==== Given data

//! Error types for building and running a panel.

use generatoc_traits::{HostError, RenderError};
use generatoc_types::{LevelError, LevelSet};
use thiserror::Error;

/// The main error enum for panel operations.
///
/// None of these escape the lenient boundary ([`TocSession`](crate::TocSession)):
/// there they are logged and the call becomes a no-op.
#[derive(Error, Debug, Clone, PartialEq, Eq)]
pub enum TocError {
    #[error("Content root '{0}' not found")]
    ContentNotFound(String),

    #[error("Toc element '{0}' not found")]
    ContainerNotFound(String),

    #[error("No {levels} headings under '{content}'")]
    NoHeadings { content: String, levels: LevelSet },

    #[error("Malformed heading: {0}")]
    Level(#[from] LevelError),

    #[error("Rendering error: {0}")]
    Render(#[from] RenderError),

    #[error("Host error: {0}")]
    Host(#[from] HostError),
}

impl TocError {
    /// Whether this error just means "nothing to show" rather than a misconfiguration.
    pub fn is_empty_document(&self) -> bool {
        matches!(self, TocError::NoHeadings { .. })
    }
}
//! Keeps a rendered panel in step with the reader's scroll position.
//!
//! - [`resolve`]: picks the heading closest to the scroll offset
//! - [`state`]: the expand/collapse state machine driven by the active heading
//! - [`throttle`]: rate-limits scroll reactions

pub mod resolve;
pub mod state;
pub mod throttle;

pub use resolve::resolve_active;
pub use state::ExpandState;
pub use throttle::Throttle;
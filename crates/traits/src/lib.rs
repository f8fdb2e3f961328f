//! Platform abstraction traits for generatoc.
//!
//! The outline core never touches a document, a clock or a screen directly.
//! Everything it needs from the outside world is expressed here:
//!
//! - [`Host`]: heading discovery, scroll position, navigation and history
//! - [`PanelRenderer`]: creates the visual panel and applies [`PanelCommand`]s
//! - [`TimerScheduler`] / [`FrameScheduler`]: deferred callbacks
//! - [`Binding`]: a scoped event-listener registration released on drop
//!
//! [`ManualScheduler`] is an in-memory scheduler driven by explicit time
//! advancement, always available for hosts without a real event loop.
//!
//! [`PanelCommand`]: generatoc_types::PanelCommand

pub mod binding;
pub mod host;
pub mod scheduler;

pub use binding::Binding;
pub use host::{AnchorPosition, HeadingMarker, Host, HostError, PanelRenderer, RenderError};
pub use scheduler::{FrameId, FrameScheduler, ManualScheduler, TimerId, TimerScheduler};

========

- _Work request_: Go through the records and set every one down exactly.

- _Result of the exercise_:
//! Error types for building and running a panel.

use generatoc_traits::{HostError, RenderError};
use generatoc_types::{LevelError, LevelSet};
use thiserror::Error;

/// The main error enum for panel operations.
///
/// None of these escape the lenient boundary ([`TocSession`](crate::TocSession)):
/// there they are logged and the call becomes a no-op.
#[derive(Error, Debug, Clone, PartialEq, Eq)]
pub enum TocError {
    #[error("Content root '{0}' not found")]
    ContentNotFound(String),

    #[error("Toc element '{0}' not found")]
    ContainerNotFound(String),

    #[error("No {levels} headings under '{content}'")]
    NoHeadings { content: String, levels: LevelSet },

    #[error("Malformed heading: {0}")]
    Level(#[from] LevelError),

    #[error("Rendering error: {0}")]
    Render(#[from] RenderError),

    #[error("Host error: {0}")]
    Host(#[from] HostError),
}

impl TocError {
    /// Whether this error just means "nothing to show" rather than a misconfiguration.
    pub fn is_empty_document(&self) -> bool {
        matches!(self, TocError::NoHeadings { .. })
    }
}
//! Keeps a rendered panel in step with the reader's scroll position.
//!
//! - [`resolve`]: picks the heading closest to the scroll offset
//! - [`state`]: the expand/collapse state machine driven by the active heading
//! - [`throttle`]: rate-limits scroll reactions

pub mod resolve;
pub mod state;
pub mod throttle;

pub use resolve::resolve_active;
pub use state::ExpandState;
pub use throttle::Throttle;
filename crates/traits/src/lib.rs
repository f8fdb2e3f961328f
//! Platform abstraction traits for generatoc.
//!
//! The outline core never touches a document, a clock or a screen directly.
//! Everything it needs from the outside world is expressed here:
//!
//! - [`Host`]: heading discovery, scroll position, navigation and history
//! - [`PanelRenderer`]: creates the visual panel and applies [`PanelCommand`]s
//! - [`TimerScheduler`] / [`FrameScheduler`]: deferred callbacks
//! - [`Binding`]: a scoped event-listener registration released on drop
//!
//! [`ManualScheduler`] is an in-memory scheduler driven by explicit time
//! advancement, always available for hosts without a real event loop.
//!
//! [`PanelCommand`]: generatoc_types::PanelCommand

pub mod binding;
pub mod host;
pub mod scheduler;

pub use binding::Binding;
pub use host::{AnchorPosition, HeadingMarker, Host, HostError, PanelRenderer, RenderError};
pub use scheduler::{FrameId, FrameScheduler, ManualScheduler, TimerId, TimerScheduler};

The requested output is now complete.